AG : Je pense que le plus grand défi est d’être capable d’être constamment sensible à tous types de préoccupations et opinions. C’est important de respecter les différents individus et les différentes communautés. En même temps, j’essaie d’être au courant de tout ce qui se passe dans le secteur éducatif et de regarder les communautés arméniennes avec une perspective intérieure et extérieure. D’un côté il est difficile de maintenir tout le monde ensemble en les engageant à travailler ensemble, mais de l’autre côté, c’est vraiment stimulant d’être   dans cette situation et de pouvoir coopérer avec tant d’opinions.

NH - Pourquoi pensez-vous qu’il était si important pour le Département des communautés arméniennes de co-organiser une conférence internationale sur l’éducation ?
AG : Je pense que nous sommes bien placés pour prendre de telles initiatives. Cette conférence était une grande occasion pour nous auto-évaluer et renforcer nos initiatives innovantes. Nous jouissons d’une position privilégiée pour unir les communautés dans un libre forum afin de partager leurs connaissances et de comparer leurs expériences. Travaillant en collaboration avec Anaïd Donabedian de l’INALCO, le but du programme de notre conférence a été fixé pour apporter un nouveau regard et encourager par une perspective positive la question de   l’enseignement et l’apprentissage de l’arménien occidental en Diaspora. Pour moi ce qui est très important, c’est notre approche pour regarder l’avenir d’une manière constructive.

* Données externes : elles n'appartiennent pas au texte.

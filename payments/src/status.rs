//! Payment status model.

use chrono::{DateTime, Utc};
use serde::{Deserialize, Serialize};
use std::fmt;

use crate::error::PaymentError;

/// Status reported by the payments backend
#[derive(Clone, Copy, Debug, PartialEq, Eq, Hash, Serialize)]
#[serde(rename_all = "lowercase")]
pub enum PaymentStatus {
    /// Still being processed by the provider
    Pending,
    /// Funds captured
    Successful,
    /// Provider declined or errored
    Failed,
    /// Payer or provider cancelled
    Cancelled,
}

impl PaymentStatus {
    /// Map a remote status string.
    ///
    /// Matching is case-insensitive; anything unrecognised is still pending.
    #[must_use]
    pub fn from_remote(status: &str) -> Self {
        match status.trim().to_ascii_lowercase().as_str() {
            "successful" => Self::Successful,
            "failed" => Self::Failed,
            "cancelled" => Self::Cancelled,
            _ => Self::Pending,
        }
    }

    /// Terminal outcome for this status, if it is terminal
    #[must_use]
    pub const fn terminal_outcome(self) -> Option<PollOutcome> {
        match self {
            Self::Pending => None,
            Self::Successful => Some(PollOutcome::Successful),
            Self::Failed => Some(PollOutcome::Failed),
            Self::Cancelled => Some(PollOutcome::Cancelled),
        }
    }
}

impl<'de> Deserialize<'de> for PaymentStatus {
    fn deserialize<D: serde::Deserializer<'de>>(deserializer: D) -> Result<Self, D::Error> {
        let raw = String::deserialize(deserializer)?;
        Ok(Self::from_remote(&raw))
    }
}

impl fmt::Display for PaymentStatus {
    fn fmt(&self, f: &mut fmt::Formatter<'_>) -> fmt::Result {
        let text = match self {
            Self::Pending => "pending",
            Self::Successful => "successful",
            Self::Failed => "failed",
            Self::Cancelled => "cancelled",
        };
        f.write_str(text)
    }
}

/// Body of `GET {api_base}/{reference}/status/`
#[derive(Clone, Debug, Deserialize)]
pub struct StatusResponse {
    /// Current status
    pub status: PaymentStatus,
}

/// Terminal state of a poll session
#[derive(Clone, Copy, Debug, PartialEq, Eq, Hash, Serialize, Deserialize)]
#[serde(rename_all = "snake_case")]
pub enum PollOutcome {
    /// Payment completed
    Successful,
    /// Payment failed
    Failed,
    /// Payment was cancelled at the provider
    Cancelled,
    /// Attempts exhausted while still pending
    TimedOut,
}

impl PollOutcome {
    /// Message shown to the traveller
    #[must_use]
    pub fn message(self, reference: &str) -> String {
        match self {
            Self::Successful => "Payment successful! Your booking is confirmed.".to_string(),
            Self::Failed => "Payment failed. Please try again or use a different payment method.".to_string(),
            Self::Cancelled => "Payment was cancelled.".to_string(),
            Self::TimedOut => format!(
                "Payment verification is taking longer than expected. \
                 Please contact support with your payment reference {reference}."
            ),
        }
    }
}

impl fmt::Display for PollOutcome {
    fn fmt(&self, f: &mut fmt::Formatter<'_>) -> fmt::Result {
        let text = match self {
            Self::Successful => "successful",
            Self::Failed => "failed",
            Self::Cancelled => "cancelled",
            Self::TimedOut => "timed_out",
        };
        f.write_str(text)
    }
}

/// Progress of a poll session, published after every check
#[derive(Clone, Debug, PartialEq, Eq, Serialize)]
pub struct PaymentPollState {
    /// Payment reference being tracked
    pub reference: String,
    /// Checks performed so far
    pub attempt: u32,
    /// Attempt budget
    pub max_attempts: u32,
    /// Last status observed (pending until a check succeeds)
    pub status: PaymentStatus,
    /// When the last check completed
    pub last_checked_at: Option<DateTime<Utc>>,
}

impl PaymentPollState {
    /// Initial state before any check
    #[must_use]
    pub fn new(reference: impl Into<String>, max_attempts: u32) -> Self {
        Self {
            reference: reference.into(),
            attempt: 0,
            max_attempts,
            status: PaymentStatus::Pending,
            last_checked_at: None,
        }
    }

    /// Whether the attempt budget is used up
    #[must_use]
    pub const fn is_exhausted(&self) -> bool {
        self.attempt >= self.max_attempts
    }
}

/// Final result of a poll session
#[derive(Clone, Debug, PartialEq, Eq, Serialize)]
pub struct PollReport {
    /// Payment reference
    pub reference: String,
    /// Terminal state
    pub outcome: PollOutcome,
    /// Checks performed
    pub attempts: u32,
    /// Message for the traveller
    pub message: String,
}

impl PollReport {
    pub(crate) fn new(reference: &str, outcome: PollOutcome, attempts: u32) -> Self {
        Self {
            reference: reference.to_string(),
            outcome,
            attempts,
            message: outcome.message(reference),
        }
    }

    /// Whether the payment went through
    #[must_use]
    pub fn is_successful(&self) -> bool {
        self.outcome == PollOutcome::Successful
    }

    /// Treat a timed-out session as an error.
    ///
    /// Settled outcomes (including failed and cancelled payments) pass through.
    ///
    /// # Errors
    ///
    /// [`PaymentError::Timeout`] if the session ran out of attempts.
    pub fn into_settled(self) -> crate::Result<Self> {
        if self.outcome == PollOutcome::TimedOut {
            return Err(PaymentError::Timeout {
                reference: self.reference,
                attempts: self.attempts,
            });
        }
        Ok(self)
    }
}
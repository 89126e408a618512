//! Money value object.
//!
//! Amounts are held as an integer count of pesewas (1/100 of a Ghana cedi) so
//! that tier comparisons and savings are exact. The backend REST API sends
//! decimals as strings (`"120.00"`), so deserialization accepts both strings
//! and JSON numbers.

use crate::error::{Result, TrailsError};
use serde::{Deserialize, Deserializer, Serialize, Serializer};
use std::fmt;
use std::str::FromStr;

/// Currency code used for every amount in the system
pub const CURRENCY: &str = "GHS";

/// Represents money in pesewas to avoid floating-point arithmetic errors
#[derive(Clone, Copy, Debug, Default, PartialEq, Eq, PartialOrd, Ord, Hash)]
pub struct Money(u64);

impl Money {
    /// Zero cedis
    pub const ZERO: Self = Self(0);

    /// Creates a `Money` value from pesewas
    #[must_use]
    pub const fn from_pesewas(pesewas: u64) -> Self {
        Self(pesewas)
    }

    /// Creates a `Money` value from whole cedis, or `None` on overflow
    #[must_use]
    pub const fn from_cedis(cedis: u64) -> Option<Self> {
        match cedis.checked_mul(100) {
            Some(pesewas) => Some(Self(pesewas)),
            None => None,
        }
    }

    /// Returns the amount in pesewas
    #[must_use]
    pub const fn pesewas(&self) -> u64 {
        self.0
    }

    /// Returns the amount in whole cedis (rounded down)
    #[must_use]
    pub const fn cedis(&self) -> u64 {
        self.0 / 100
    }

    /// Checks if the amount is zero
    #[must_use]
    pub const fn is_zero(&self) -> bool {
        self.0 == 0
    }

    /// Adds two money amounts with overflow checking
    #[must_use]
    pub const fn checked_add(self, other: Self) -> Option<Self> {
        match self.0.checked_add(other.0) {
            Some(result) => Some(Self(result)),
            None => None,
        }
    }

    /// Subtracts two money amounts (returns None if result would be negative)
    #[must_use]
    pub const fn checked_sub(self, other: Self) -> Option<Self> {
        if self.0 >= other.0 {
            Some(Self(self.0 - other.0))
        } else {
            None
        }
    }

    /// Subtracts two money amounts, clamping at zero
    #[must_use]
    pub const fn saturating_sub(self, other: Self) -> Self {
        Self(self.0.saturating_sub(other.0))
    }

    /// Multiplies money by a quantity with overflow checking
    #[must_use]
    pub const fn checked_multiply(self, quantity: u32) -> Option<Self> {
        match self.0.checked_mul(quantity as u64) {
            Some(result) => Some(Self(result)),
            None => None,
        }
    }
}

impl fmt::Display for Money {
    fn fmt(&self, f: &mut fmt::Formatter<'_>) -> fmt::Result {
        write!(f, "{CURRENCY} {}.{:02}", self.cedis(), self.0 % 100)
    }
}

impl FromStr for Money {
    type Err = TrailsError;

    /// Parses a non-negative decimal with at most two fractional digits.
    fn from_str(s: &str) -> Result<Self> {
        let invalid = || TrailsError::invalid(format!("'{s}' is not a valid amount"));
        let trimmed = s.trim();
        let (whole, fraction) = trimmed.split_once('.').unwrap_or((trimmed, ""));

        if whole.is_empty() || !whole.bytes().all(|b| b.is_ascii_digit()) {
            return Err(invalid());
        }
        if fraction.len() > 2 || !fraction.bytes().all(|b| b.is_ascii_digit()) {
            return Err(invalid());
        }

        let cedis: u64 = whole.parse().map_err(|_| invalid())?;
        let pesewas: u64 = match fraction.len() {
            0 => 0,
            1 => fraction.parse::<u64>().map_err(|_| invalid())? * 10,
            _ => fraction.parse().map_err(|_| invalid())?,
        };

        cedis
            .checked_mul(100)
            .and_then(|base| base.checked_add(pesewas))
            .map(Self)
            .ok_or_else(invalid)
    }
}

impl Serialize for Money {
    fn serialize<S: Serializer>(&self, serializer: S) -> std::result::Result<S::Ok, S::Error> {
        serializer.serialize_str(&format!("{}.{:02}", self.cedis(), self.0 % 100))
    }
}

#[derive(Deserialize)]
#[serde(untagged)]
enum RawAmount {
    Text(String),
    Integer(u64),
    Float(f64),
}

impl<'de> Deserialize<'de> for Money {
    fn deserialize<D: Deserializer<'de>>(deserializer: D) -> std::result::Result<Self, D::Error> {
        match RawAmount::deserialize(deserializer)? {
            RawAmount::Text(text) => text.parse().map_err(serde::de::Error::custom),
            RawAmount::Integer(cedis) => Self::from_cedis(cedis)
                .ok_or_else(|| serde::de::Error::custom("amount overflows")),
            RawAmount::Float(value) => {
                if !value.is_finite() || value < 0.0 {
                    return Err(serde::de::Error::custom(format!(
                        "{value} is not a valid amount"
                    )));
                }
                // Two-decimal rendering rounds to the nearest pesewa
                format!("{value:.2}").parse().map_err(serde::de::Error::custom)
            },
        }
    }
}
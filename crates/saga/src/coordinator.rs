//! Saga coordinator for orchestrating the checkout workflow.

use std::time::Instant;

use common::CheckoutId;
use domain::{BearerToken, CheckoutRequest, Invoice, Money, OrderId, OrderRecord, PricedItem};

use crate::error::{CompensationReport, PartialFailure, SagaError, UpstreamError};
use crate::services::catalog::CatalogService;
use crate::services::orders::{NewOrder, OrderService};
use crate::step::SagaStep;

/// Outcome of a checkout saga that ran to completion.
#[derive(Debug, Clone, PartialEq)]
pub struct CheckoutReceipt {
    /// Correlation ID assigned to this saga run.
    pub checkout_id: CheckoutId,
    /// Identifiers of the orders created, in input order.
    pub order_ids: Vec<OrderId>,
    /// Displayable invoice references, one per created order.
    pub invoices: Vec<Invoice>,
    /// Sum of all line totals.
    pub total: Money,
}

/// Per-run ledger of what the saga has durably done so far.
///
/// The reserved prefix is exactly what compensation must release when
/// the saga aborts.
#[derive(Debug, Default)]
struct SagaProgress {
    reserved: Vec<PricedItem>,
    order_ids: Vec<OrderId>,
}

/// Orchestrates the execution of checkout sagas.
///
/// The coordinator drives a 3-step saga (reserve stock → create order →
/// commit stock) across the catalog and order services, with
/// compensating releases on failure. It holds no state between runs.
pub struct SagaCoordinator<C, O>
where
    C: CatalogService,
    O: OrderService,
{
    catalog: C,
    orders: O,
}

impl<C, O> SagaCoordinator<C, O>
where
    C: CatalogService,
    O: OrderService,
{
    /// Creates a new saga coordinator over the two upstream services.
    pub fn new(catalog: C, orders: O) -> Self {
        Self { catalog, orders }
    }

    /// Executes a checkout saga for the given request.
    ///
    /// Items are processed in strict list order within each step; later
    /// steps depend on the prices resolved in the first, and
    /// compensation must be able to unwind a known prefix. Validation
    /// failures return before any upstream call is made.
    #[tracing::instrument(
        skip(self, request),
        fields(customer = %request.customer_name, items = request.items.len())
    )]
    pub async fn execute(&self, request: CheckoutRequest) -> Result<CheckoutReceipt, SagaError> {
        metrics::counter!("checkout_sagas_total").increment(1);
        let saga_start = Instant::now();

        request.validate()?;
        let credential = request.credential()?.clone();
        let CheckoutRequest {
            customer_name,
            items,
            ..
        } = request;

        let checkout_id = CheckoutId::new();
        let mut progress = SagaProgress::default();

        // Step 1: price and reserve every item.
        tracing::info!(
            %checkout_id,
            step = SagaStep::ReserveStock.as_str(),
            "saga step started"
        );
        for item in items {
            let unit_price = match self.catalog.fetch_price(&item.product_id, &credential).await {
                Ok(price) => price,
                Err(source) => {
                    let compensation =
                        self.release_reserved(&progress.reserved, &credential).await;
                    return Err(self.abort(
                        checkout_id,
                        SagaStep::ReserveStock,
                        source,
                        compensation,
                        progress.order_ids,
                        saga_start,
                    ));
                }
            };

            let priced = item.priced(unit_price);
            match self
                .catalog
                .reserve_stock(&priced.product_id, priced.quantity, &credential)
                .await
            {
                Ok(()) => progress.reserved.push(priced),
                Err(source) => {
                    let compensation =
                        self.release_reserved(&progress.reserved, &credential).await;
                    return Err(self.abort(
                        checkout_id,
                        SagaStep::ReserveStock,
                        source,
                        compensation,
                        progress.order_ids,
                        saga_start,
                    ));
                }
            }
        }

        // Step 2: create one order per reserved item.
        tracing::info!(
            %checkout_id,
            step = SagaStep::CreateOrder.as_str(),
            "saga step started"
        );
        for item in &progress.reserved {
            match self
                .orders
                .create_order(NewOrder::from_item(&customer_name, item))
                .await
            {
                Ok(Some(order_id)) => progress.order_ids.push(order_id),
                Ok(None) => {
                    tracing::warn!(
                        %checkout_id,
                        product_id = %item.product_id,
                        "order created without an order id, skipping its invoice"
                    );
                }
                Err(source) => {
                    // Every reservation is still held at this point.
                    let compensation =
                        self.release_reserved(&progress.reserved, &credential).await;
                    return Err(self.abort(
                        checkout_id,
                        SagaStep::CreateOrder,
                        source,
                        compensation,
                        progress.order_ids,
                        saga_start,
                    ));
                }
            }
        }

        // Step 3: commit every reservation. The first committed item is
        // the point of no return.
        tracing::info!(
            %checkout_id,
            step = SagaStep::CommitStock.as_str(),
            "saga step started"
        );
        for (index, item) in progress.reserved.iter().enumerate() {
            if let Err(source) = self
                .catalog
                .commit_stock(&item.product_id, item.quantity, &credential)
                .await
            {
                // Committed items are final; only the uncommitted tail
                // still holds reservations.
                let compensation = self
                    .release_reserved(&progress.reserved[index..], &credential)
                    .await;
                return Err(self.abort(
                    checkout_id,
                    SagaStep::CommitStock,
                    source,
                    compensation,
                    progress.order_ids,
                    saga_start,
                ));
            }
        }

        let total = progress
            .reserved
            .iter()
            .fold(Money::zero(), |sum, item| sum + item.line_total);
        let invoices: Vec<Invoice> = progress
            .order_ids
            .iter()
            .cloned()
            .map(Invoice::for_order)
            .collect();

        let duration = saga_start.elapsed().as_secs_f64();
        metrics::histogram!("checkout_saga_duration_seconds").record(duration);
        metrics::counter!("checkout_sagas_completed").increment(1);
        tracing::info!(
            %checkout_id,
            orders = progress.order_ids.len(),
            %total,
            duration,
            "checkout saga completed"
        );

        Ok(CheckoutReceipt {
            checkout_id,
            order_ids: progress.order_ids,
            invoices,
            total,
        })
    }

    /// Best-effort release of held reservations, newest first.
    ///
    /// A failed release is logged and reported, never escalated: the
    /// failure that aborted the saga is what the caller must see.
    async fn release_reserved(
        &self,
        items: &[PricedItem],
        credential: &BearerToken,
    ) -> CompensationReport {
        let mut report = CompensationReport::default();
        if items.is_empty() {
            return report;
        }

        metrics::counter!("checkout_compensations_total").increment(1);
        for item in items.iter().rev() {
            match self
                .catalog
                .release_stock(&item.product_id, item.quantity, credential)
                .await
            {
                Ok(()) => report.released.push(item.product_id.clone()),
                Err(error) => {
                    tracing::error!(
                        product_id = %item.product_id,
                        %error,
                        "failed to release reservation"
                    );
                    report.leaked.push(item.product_id.clone());
                }
            }
        }
        report
    }

    /// Records the abort and shapes the error the caller sees.
    fn abort(
        &self,
        checkout_id: CheckoutId,
        step: SagaStep,
        source: UpstreamError,
        compensation: CompensationReport,
        order_ids: Vec<OrderId>,
        saga_start: Instant,
    ) -> SagaError {
        metrics::histogram!("checkout_saga_duration_seconds")
            .record(saga_start.elapsed().as_secs_f64());
        metrics::counter!("checkout_sagas_failed").increment(1);
        tracing::warn!(
            %checkout_id,
            step = step.as_str(),
            error = %source,
            orders_created = order_ids.len(),
            released = compensation.released.len(),
            leaked = compensation.leaked.len(),
            "checkout saga aborted"
        );

        if order_ids.is_empty() {
            SagaError::Upstream {
                step,
                source,
                compensation,
            }
        } else {
            SagaError::Partial(PartialFailure {
                step,
                order_ids,
                source,
                compensation,
            })
        }
    }

    /// Returns every order belonging to the given customer.
    ///
    /// The order service has no per-customer query, so this fetches the
    /// full listing and filters by exact customer name. No match is an
    /// empty result, not an error.
    #[tracing::instrument(skip(self))]
    pub async fn customer_orders(
        &self,
        customer_name: &str,
    ) -> Result<Vec<OrderRecord>, UpstreamError> {
        let orders = self.orders.list_orders().await?;
        let matching: Vec<OrderRecord> = orders
            .into_iter()
            .filter(|order| order.belongs_to(customer_name))
            .collect();
        tracing::debug!(matching = matching.len(), "filtered customer orders");
        Ok(matching)
    }
}
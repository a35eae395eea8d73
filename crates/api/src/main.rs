//! API server entry point.

use api::config::Config;
use tokio::signal;
use tracing_subscriber::EnvFilter;
use tracing_subscriber::layer::SubscriberExt;
use tracing_subscriber::util::SubscriberInitExt;

/// Resolves once SIGINT or SIGTERM arrives.
async fn shutdown_signal() {
    let ctrl_c = async {
        signal::ctrl_c().await.expect("failed to listen for SIGINT");
    };

    #[cfg(unix)]
    let terminate = async {
        signal::unix::signal(signal::unix::SignalKind::terminate())
            .expect("failed to listen for SIGTERM")
            .recv()
            .await;
    };

    #[cfg(not(unix))]
    let terminate = std::future::pending::<()>();

    tokio::select! {
        () = ctrl_c => tracing::info!("received SIGINT, shutting down"),
        () = terminate => tracing::info!("received SIGTERM, shutting down"),
    }
}

#[tokio::main]
async fn main() {
    let config = Config::from_env();

    // 1. Structured logging
    tracing_subscriber::registry()
        .with(EnvFilter::new(&config.log_level))
        .with(tracing_subscriber::fmt::layer())
        .init();

    // 2. Prometheus recorder
    let metrics_handle = metrics_exporter_prometheus::PrometheusBuilder::new()
        .install_recorder()
        .expect("failed to install Prometheus recorder");

    // 3. Saga coordinator over the HTTP upstream clients
    let state = api::create_http_state(&config).expect("failed to construct upstream clients");

    // 4. Router
    let app = api::create_app(state, metrics_handle);

    // 5. Serve until a shutdown signal arrives
    let addr = config.addr();
    tracing::info!(
        %addr,
        catalog = %config.catalog.base_url,
        orders = %config.orders.base_url,
        "starting checkout API server"
    );

    let listener = tokio::net::TcpListener::bind(&addr)
        .await
        .expect("could not bind listen address");
    axum::serve(listener, app)
        .with_graceful_shutdown(shutdown_signal())
        .await
        .expect("server exited with an error");

    tracing::info!("shutdown complete");
}
//! HTTP API server with observability for the checkout orchestrator.
//!
//! Exposes the checkout saga and the per-customer order lookup over
//! REST, with structured logging (tracing) and Prometheus metrics.

pub mod config;
pub mod error;
pub mod routes;

use std::sync::Arc;

use axum::Router;
use axum::routing::{get, post};
use metrics_exporter_prometheus::PrometheusHandle;
use saga::{CatalogService, OrderService, SagaCoordinator, UpstreamError};
use tower_http::cors::{Any, CorsLayer};
use tower_http::trace::TraceLayer;
use upstream::{HttpCatalogClient, HttpOrderClient};

use config::Config;
use routes::checkout::AppState;

/// Creates the axum application router with all routes and shared state.
pub fn create_app<C, O>(state: Arc<AppState<C, O>>, metrics_handle: PrometheusHandle) -> Router
where
    C: CatalogService + 'static,
    O: OrderService + 'static,
{
    let metrics_router = Router::new()
        .route("/metrics", get(routes::metrics::render))
        .with_state(metrics_handle);

    Router::new()
        .route("/health", get(routes::health::check))
        .route("/checkout", post(routes::checkout::submit::<C, O>))
        .route(
            "/orders/{customer_name}",
            get(routes::orders::by_customer::<C, O>),
        )
        .with_state(state)
        .merge(metrics_router)
        .layer(
            CorsLayer::new()
                .allow_origin(Any)
                .allow_methods(Any)
                .allow_headers(Any),
        )
        .layer(TraceLayer::new_for_http())
}

/// Creates the application state over the HTTP-backed upstream clients.
pub fn create_http_state(
    config: &Config,
) -> Result<Arc<AppState<HttpCatalogClient, HttpOrderClient>>, UpstreamError> {
    let catalog = HttpCatalogClient::new(&config.catalog)?;
    let orders = HttpOrderClient::new(&config.orders)?;

    Ok(Arc::new(AppState {
        coordinator: SagaCoordinator::new(catalog, orders),
    }))
}
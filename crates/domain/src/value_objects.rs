//! Value objects for the checkout domain.

use rust_decimal::Decimal;
use serde::{Deserialize, Serialize};

/// Product identifier as issued by the catalog service.
#[derive(Debug, Clone, PartialEq, Eq, Hash, Serialize, Deserialize)]
#[serde(transparent)]
pub struct ProductId(String);

impl ProductId {
    /// Creates a new product ID from a string.
    pub fn new(id: impl Into<String>) -> Self {
        Self(id.into())
    }

    /// Returns the product ID as a string slice.
    pub fn as_str(&self) -> &str {
        &self.0
    }
}

impl std::fmt::Display for ProductId {
    fn fmt(&self, f: &mut std::fmt::Formatter<'_>) -> std::fmt::Result {
        write!(f, "{}", self.0)
    }
}

impl From<String> for ProductId {
    fn from(s: String) -> Self {
        Self(s)
    }
}

impl From<&str> for ProductId {
    fn from(s: &str) -> Self {
        Self(s.to_string())
    }
}

impl AsRef<str> for ProductId {
    fn as_ref(&self) -> &str {
        &self.0
    }
}

/// Order identifier assigned by the order service.
///
/// The order service's documented contract is a single `order_id` field
/// that may arrive as a JSON string or integer; both forms normalize to
/// the string representation here.
#[derive(Debug, Clone, PartialEq, Eq, Hash, Serialize)]
#[serde(transparent)]
pub struct OrderId(String);

impl OrderId {
    /// Creates a new order ID from a string.
    pub fn new(id: impl Into<String>) -> Self {
        Self(id.into())
    }

    /// Returns the order ID as a string slice.
    pub fn as_str(&self) -> &str {
        &self.0
    }
}

impl std::fmt::Display for OrderId {
    fn fmt(&self, f: &mut std::fmt::Formatter<'_>) -> std::fmt::Result {
        write!(f, "{}", self.0)
    }
}

impl From<String> for OrderId {
    fn from(s: String) -> Self {
        Self(s)
    }
}

impl From<&str> for OrderId {
    fn from(s: &str) -> Self {
        Self(s.to_string())
    }
}

impl<'de> Deserialize<'de> for OrderId {
    fn deserialize<D>(deserializer: D) -> Result<Self, D::Error>
    where
        D: serde::Deserializer<'de>,
    {
        // Accept either wire form of the documented `order_id` contract.
        #[derive(Deserialize)]
        #[serde(untagged)]
        enum Raw {
            Text(String),
            Number(u64),
        }

        match Raw::deserialize(deserializer)? {
            Raw::Text(s) => Ok(OrderId(s)),
            Raw::Number(n) => Ok(OrderId(n.to_string())),
        }
    }
}

/// Displayable invoice reference for a created order.
///
/// Formats as `#ORD-<order id>` and serializes as that string.
#[derive(Debug, Clone, PartialEq, Eq)]
pub struct Invoice(OrderId);

impl Invoice {
    /// Creates an invoice reference for an order.
    pub fn for_order(order_id: OrderId) -> Self {
        Self(order_id)
    }

    /// Returns the underlying order ID.
    pub fn order_id(&self) -> &OrderId {
        &self.0
    }
}

impl std::fmt::Display for Invoice {
    fn fmt(&self, f: &mut std::fmt::Formatter<'_>) -> std::fmt::Result {
        write!(f, "#ORD-{}", self.0)
    }
}

impl Serialize for Invoice {
    fn serialize<S>(&self, serializer: S) -> Result<S::Ok, S::Error>
    where
        S: serde::Serializer,
    {
        serializer.collect_str(self)
    }
}

/// Money amount backed by an exact decimal.
///
/// Serializes as a plain JSON number, which is what both upstream
/// services speak for prices and totals.
#[derive(Debug, Clone, Copy, PartialEq, Eq, PartialOrd, Ord, Default)]
pub struct Money(Decimal);

impl Money {
    /// Creates a money amount from a decimal value.
    pub fn new(amount: Decimal) -> Self {
        Self(amount)
    }

    /// Returns zero money.
    pub fn zero() -> Self {
        Self(Decimal::ZERO)
    }

    /// Returns the underlying decimal amount.
    pub fn amount(&self) -> Decimal {
        self.0
    }

    /// Returns the line total for `quantity` units at this unit price.
    pub fn multiply(&self, quantity: u32) -> Money {
        Money(self.0 * Decimal::from(quantity))
    }

    /// Returns true if the amount is strictly positive.
    pub fn is_positive(&self) -> bool {
        self.0 > Decimal::ZERO
    }

    /// Returns true if the amount is zero.
    pub fn is_zero(&self) -> bool {
        self.0.is_zero()
    }
}

impl std::fmt::Display for Money {
    fn fmt(&self, f: &mut std::fmt::Formatter<'_>) -> std::fmt::Result {
        write!(f, "{}", self.0)
    }
}

impl From<Decimal> for Money {
    fn from(amount: Decimal) -> Self {
        Self(amount)
    }
}

impl std::ops::Add for Money {
    type Output = Money;

    fn add(self, rhs: Self) -> Self::Output {
        Money(self.0 + rhs.0)
    }
}

impl std::ops::AddAssign for Money {
    fn add_assign(&mut self, rhs: Self) {
        self.0 += rhs.0;
    }
}

impl Serialize for Money {
    fn serialize<S>(&self, serializer: S) -> Result<S::Ok, S::Error>
    where
        S: serde::Serializer,
    {
        rust_decimal::serde::float::serialize(&self.0, serializer)
    }
}

impl<'de> Deserialize<'de> for Money {
    fn deserialize<D>(deserializer: D) -> Result<Self, D::Error>
    where
        D: serde::Deserializer<'de>,
    {
        rust_decimal::serde::float::deserialize(deserializer).map(Money)
    }
}

/// Opaque bearer credential supplied by the caller and forwarded to
/// catalog calls.
///
/// `Debug` redacts the value so tokens never end up in logs.
#[derive(Clone, PartialEq, Eq)]
pub struct BearerToken(String);

impl BearerToken {
    /// Wraps a bare token value.
    pub fn new(token: impl Into<String>) -> Self {
        Self(token.into())
    }

    /// Parses an `Authorization` header value.
    ///
    /// Accepts either `Bearer <token>` (scheme stripped, any case) or a
    /// bare token. Blank values yield `None`; so does the scheme word
    /// with no token after it.
    pub fn from_header(value: &str) -> Option<Self> {
        let trimmed = value.trim();
        let token = match trimmed.split_once(char::is_whitespace) {
            Some((scheme, rest)) if scheme.eq_ignore_ascii_case("bearer") => rest.trim(),
            // "Bearer" with nothing after it is a missing credential,
            // not a token.
            None if trimmed.eq_ignore_ascii_case("bearer") => "",
            _ => trimmed,
        };

        if token.is_empty() {
            None
        } else {
            Some(Self(token.to_string()))
        }
    }

    /// Returns the bare token value.
    pub fn as_str(&self) -> &str {
        &self.0
    }

    /// Returns the `Authorization` header value for outbound calls.
    pub fn header_value(&self) -> String {
        format!("Bearer {}", self.0)
    }
}

impl std::fmt::Debug for BearerToken {
    fn fmt(&self, f: &mut std::fmt::Formatter<'_>) -> std::fmt::Result {
        f.write_str("BearerToken(..)")
    }
}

NH - Pourquoi avez vous intitulé votre colloque “l’Innovation dans l’Education : Les défis de l’enseignement de l’arménien occidental au XXIe siècle” ?
AG : Pour mettre en valeur les atouts et les handicaps. Vous pouvez choisir une position passive ou pessimiste à propos de l’état actuel de la langue arménienne occidentale. En revanche, vous pouvez élaborer une perspective positive en se basant sur des études de cas précis et apprendre comment améliorer le système et le processus éducatif. Nous avons voulu concentrer notre thème sur l’innovation pour trouver de nouvelles méthodes et de nouveaux projets nous permettant de surmonter ces défis. Ce titre fait référence au concept d’aller de l’avant et de réfléchir sur ce que nous pouvons faire de mieux et en quoi nous devrions faire mieux.

NH - Le colloque “L’innovation dans l’éducation” s’est déroulé en trois langues (arménien, français et anglais). En quoi était-il important d’organiser un colloque multilingue ?
AG : Nous avons voulu inclure tout le monde dans la discussion. Le fait que ce colloque soit multilingue reflète la situation de la Diaspora, car aujourd’hui les Arméniens de la Diaspora sont confrontés à la réalité d’apprendre et de parler plusieurs langues.

NH – Quels sont les résultats positifs de ce colloque  ?
AG : Pendant deux jours intenses de conférence, nous avons abordé plusieurs questions, préoccupations et défis et je voudrais à ce stade, souligner trois points :
a) Les participants ont eu de la chance d’être ensemble, de manifester un regard positif et d’avoir une ouverture pour apprendre de l’autre
b) Cette conférence a réuni des enseignants et des universitaires, qui est un phénomène rare. Je considère cette interaction très bénéfique.
c) Nous avons eu parmi nous une génération de jeunes adultes, enseignants et universitaires qui ont eu une récente expérience dans l’éducation, en appliquant justement des méthodes innovantes d’enseignement. Ce colloque était donc une chance pour eux de partager leurs premières expériences.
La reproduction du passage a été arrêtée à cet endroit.